如果您真的必须同时使用 Jython 和 Pandas 并且找不到其他方法来解决问题,那么我建议在不同的过程中使用它们。

A Java process is your Jython application running on JVM (either is Java code calling Jython libraries, or a Python code that possibly requires integration with some Java libraries), and another CPython process runs to provide operations required from pandas.

Java 进程是运行在 JVM 上的 Jython 应用程序(要么是调用 Jython 库的 Java 代码,要么是可能需要与某些 Java 库集成的 Python 代码),另一个 CPython 进程运行以提供 Pandas 所需的操作。

Then use some form of IPC (or tool) to communicate (standard IO, sockets, OS pipes, shared memory, memcache, Redis, etc.).

然后使用某种形式的 IPC(或工具)进行通信(标准 IO、套接字、OS 管道、共享内存、memcache、Redis 等)。

The Java process sends a request to CPython (or registers the request to shared storage), providing processing parameters, CPython process uses pandas to calculate results and sends back a serialized form of the results (or puts the results back on the shared storage).

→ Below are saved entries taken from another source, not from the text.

//! SQLite schema definition.

/// Complete warehouse schema.
pub const SCHEMA: &str = r#"
-- Enable foreign keys
PRAGMA foreign_keys = ON;

-- ============================================================================
-- Dimensions
-- ============================================================================

CREATE TABLE IF NOT EXISTS patients (
    patient_id INTEGER PRIMARY KEY,
    age INTEGER NOT NULL CHECK (age BETWEEN 0 AND 120),
    gender TEXT NOT NULL CHECK (gender IN ('Male', 'Female', 'Unknown')),
    race TEXT NOT NULL DEFAULT 'Unknown',
    zip_code TEXT CHECK (zip_code IS NULL OR length(zip_code) <= 5),
    insurance_type TEXT NOT NULL DEFAULT 'Unknown',
    chronic_conditions INTEGER NOT NULL DEFAULT 0 CHECK (chronic_conditions >= 0),
    last_visit_date TEXT,                         -- YYYY-MM-DD
    age_category TEXT NOT NULL,
    risk_level TEXT NOT NULL,
    days_since_last_visit INTEGER,
    patient_status TEXT,
    created_at TEXT NOT NULL DEFAULT (datetime('now')),
    updated_at TEXT NOT NULL DEFAULT (datetime('now'))
);

CREATE TABLE IF NOT EXISTS providers (
    provider_id INTEGER PRIMARY KEY,
    hospital_name TEXT NOT NULL,
    provider_type TEXT NOT NULL
        CHECK (provider_type IN ('Hospital', 'Clinic', 'Emergency', 'Specialty')),
    state TEXT NOT NULL CHECK (length(state) = 2),
    city TEXT NOT NULL DEFAULT 'Unknown',
    beds INTEGER NOT NULL CHECK (beds > 0),
    teaching_hospital INTEGER NOT NULL DEFAULT 0 CHECK (teaching_hospital IN (0, 1)),
    hospital_size TEXT NOT NULL
        CHECK (hospital_size IN ('Small', 'Medium', 'Large', 'Very Large')),
    full_address TEXT NOT NULL,
    created_at TEXT NOT NULL DEFAULT (datetime('now')),
    updated_at TEXT NOT NULL DEFAULT (datetime('now'))
);

CREATE INDEX IF NOT EXISTS idx_providers_state ON providers(state);

CREATE TABLE IF NOT EXISTS medications (
    medication_id INTEGER PRIMARY KEY,
    medication_name TEXT NOT NULL UNIQUE COLLATE NOCASE,
    medication_category TEXT NOT NULL DEFAULT 'Other',
    created_at TEXT NOT NULL DEFAULT (datetime('now')),
    updated_at TEXT NOT NULL DEFAULT (datetime('now'))
);

CREATE TABLE IF NOT EXISTS diagnosis_codes (
    diagnosis_code TEXT PRIMARY KEY,              -- canonical form, e.g. E11.9
    description TEXT NOT NULL,
    category TEXT,
    created_at TEXT NOT NULL DEFAULT (datetime('now')),
    updated_at TEXT NOT NULL DEFAULT (datetime('now'))
);

-- ============================================================================
-- Facts
-- ============================================================================

CREATE TABLE IF NOT EXISTS claims (
    claim_id INTEGER PRIMARY KEY,
    patient_id INTEGER NOT NULL REFERENCES patients(patient_id),
    provider_id INTEGER NOT NULL REFERENCES providers(provider_id),
    diagnosis_code TEXT REFERENCES diagnosis_codes(diagnosis_code),
    procedure_code TEXT,
    admission_date TEXT NOT NULL,
    discharge_date TEXT CHECK (discharge_date IS NULL OR discharge_date >= admission_date),
    readmission_date TEXT,
    cost REAL NOT NULL CHECK (cost > 0),
    insurance_type TEXT NOT NULL DEFAULT 'Unknown',
    readmission_flag INTEGER NOT NULL CHECK (readmission_flag IN (0, 1)),
    length_of_stay INTEGER CHECK (length_of_stay IS NULL OR length_of_stay >= 0),
    cost_per_day REAL,
    cost_category TEXT NOT NULL,
    los_category TEXT,
    admission_month INTEGER NOT NULL CHECK (admission_month BETWEEN 1 AND 12),
    admission_quarter INTEGER NOT NULL CHECK (admission_quarter BETWEEN 1 AND 4),
    admission_year INTEGER NOT NULL,
    admission_day_of_week TEXT NOT NULL,
    created_at TEXT NOT NULL DEFAULT (datetime('now')),
    updated_at TEXT NOT NULL DEFAULT (datetime('now')),
    CHECK (discharge_date IS NOT NULL OR (readmission_flag = 0 AND length_of_stay IS NULL))
);

CREATE INDEX IF NOT EXISTS idx_claims_patient ON claims(patient_id);
CREATE INDEX IF NOT EXISTS idx_claims_provider ON claims(provider_id);
CREATE INDEX IF NOT EXISTS idx_claims_admission ON claims(admission_date);

CREATE TABLE IF NOT EXISTS prescriptions (
    prescription_id INTEGER PRIMARY KEY,
    patient_id INTEGER NOT NULL REFERENCES patients(patient_id),
    provider_id INTEGER NOT NULL REFERENCES providers(provider_id),
    medication_id INTEGER REFERENCES medications(medication_id),
    prescription_date TEXT NOT NULL,
    days_supplied INTEGER NOT NULL CHECK (days_supplied > 0),
    days_prescribed INTEGER NOT NULL CHECK (days_prescribed > 0),
    quantity INTEGER NOT NULL CHECK (quantity > 0),
    cost REAL NOT NULL CHECK (cost > 0),
    adherence_rate REAL NOT NULL CHECK (adherence_rate BETWEEN 0 AND 1),
    adherence_category TEXT NOT NULL,
    cost_per_day REAL NOT NULL,
    prescription_month INTEGER NOT NULL CHECK (prescription_month BETWEEN 1 AND 12),
    prescription_quarter INTEGER NOT NULL CHECK (prescription_quarter BETWEEN 1 AND 4),
    prescription_year INTEGER NOT NULL,
    created_at TEXT NOT NULL DEFAULT (datetime('now')),
    updated_at TEXT NOT NULL DEFAULT (datetime('now'))
);

CREATE INDEX IF NOT EXISTS idx_prescriptions_patient ON prescriptions(patient_id);
CREATE INDEX IF NOT EXISTS idx_prescriptions_medication ON prescriptions(medication_id);

-- ============================================================================
-- Load bookkeeping
-- ============================================================================

CREATE TABLE IF NOT EXISTS load_batches (
    batch_id TEXT PRIMARY KEY,
    as_of TEXT NOT NULL,
    row_counts TEXT NOT NULL,                     -- JSON object {table: rows}
    total_rows INTEGER NOT NULL,
    first_loaded_at TEXT NOT NULL DEFAULT (datetime('now')),
    last_loaded_at TEXT NOT NULL DEFAULT (datetime('now')),
    load_count INTEGER NOT NULL DEFAULT 1
);

-- ============================================================================
-- Read-time projections
-- ============================================================================

CREATE VIEW IF NOT EXISTS provider_metrics AS
SELECT
    p.provider_id,
    p.hospital_name,
    p.provider_type,
    p.state,
    p.hospital_size,
    COUNT(c.claim_id) AS claim_count,
    AVG(c.cost) AS avg_cost,
    AVG(c.readmission_flag) AS readmission_rate,
    COUNT(DISTINCT c.patient_id) AS patient_volume
FROM providers p
LEFT JOIN claims c ON c.provider_id = p.provider_id
GROUP BY p.provider_id;
"#;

Java 进程向 CPython 发送请求(或将请求注册到共享存储),提供处理参数,CPython 进程使用 Pandas 计算结果并将结果的序列化形式发回(或将结果放回共享存储)。

This approach requires extra coding (due to splitting the tasks into separate processes), and to serialize the request/response (which depends on the application and the data it's trying to process).

这种方法需要额外的编码(由于将任务拆分为单独的进程),并序列化请求/响应(这取决于应用程序和它试图处理的数据)。

For example in this sample code on the question, Java process can provide the CSV filename to CPython, CPython processes the CSV file using pandas, generates the result CSV file and returns the name of the new file to Java process.

例如,在这个问题的示例代码中,Java 进程可以向 CPython 提供 CSV 文件名,CPython 使用 Pandas 处理 CSV 文件,生成结果 CSV 文件并将新文件的名称返回给 Java 进程。